((
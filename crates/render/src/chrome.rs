use crate::error::{ErrorKind, Result};
use exn::ResultExt;
use std::path::{Path, PathBuf};
use std::process::Command;

/// Represents a Chrome/Chromium executable.
#[derive(Debug, Clone, PartialEq, Eq)]
pub(crate) enum Chrome {
    /// A directly executable binary.
    Binary { path: PathBuf },
    /// A Flatpak-installed application.
    Flatpak { app_id: String },
}
impl Chrome {
    pub(crate) fn discover() -> Result<Self> {
        // Check for direct executables
        // TODO: What are the executable names on Windows? macOS?
        let executables = ["google-chrome", "chromium", "chromium-browser", "chrome"];
        for exe in executables {
            if let Ok(path) = which::which(exe) {
                tracing::debug!(chrome = %path.display(), "Discovered Chrome executable");
                return Ok(Self::Binary { path });
            }
        }
        tracing::info!("Chrome executable not found in PATH");
        if let Ok(flatpak) = which::which("flatpak") {
            tracing::trace!(flatpak = %flatpak.display(), "Discovered Flatpak on system; searching installed apps");
            let flatpak_apps = ["com.google.Chrome", "org.chromium.Chromium"];
            for app_id in flatpak_apps {
                if Command::new(&flatpak).args(["info", app_id]).output().is_ok_and(|o| o.status.success()) {
                    return Ok(Self::Flatpak { app_id: app_id.to_string() });
                }
            }
        } else {
            tracing::info!("Flatpak not found; skipping containerized Chrome checks.");
        }
        exn::bail!(ErrorKind::ChromeNotFound);
    }

    /// Use an explicitly configured executable (absolute path or a name to
    /// look up in `PATH`).
    pub(crate) fn at(path: impl AsRef<Path>) -> Result<Self> {
        let path = which::which(path.as_ref()).or_raise(|| ErrorKind::ChromeNotFound)?;
        Ok(Self::Binary { path })
    }

    /// A command that launches this browser; arguments still need adding.
    pub(crate) fn command(&self) -> tokio::process::Command {
        match self {
            Self::Binary { path } => tokio::process::Command::new(path),
            Self::Flatpak { app_id } => {
                let mut command = tokio::process::Command::new("flatpak");
                command.args(["run", app_id.as_str()]);
                command
            },
        }
    }
}

#[cfg(test)]
mod tests {
    use super::*;

    #[test]
    fn test_missing_explicit_path() {
        let err = Chrome::at("/definitely/not/a/browser").unwrap_err();
        assert!(matches!(&*err, ErrorKind::ChromeNotFound));
    }

    #[test]
    fn test_flatpak_command() {
        let chrome = Chrome::Flatpak { app_id: "org.chromium.Chromium".to_string() };
        let command = chrome.command();
        let std = command.as_std();
        assert_eq!(std.get_program(), "flatpak");
        assert_eq!(std.get_args().collect::<Vec<_>>(), vec!["run", "org.chromium.Chromium"]);
    }
}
))
**WHAT THE TASK ASKS:** Tell how many lines above contain the word "info". Give the number alone.

**REPLY:** 3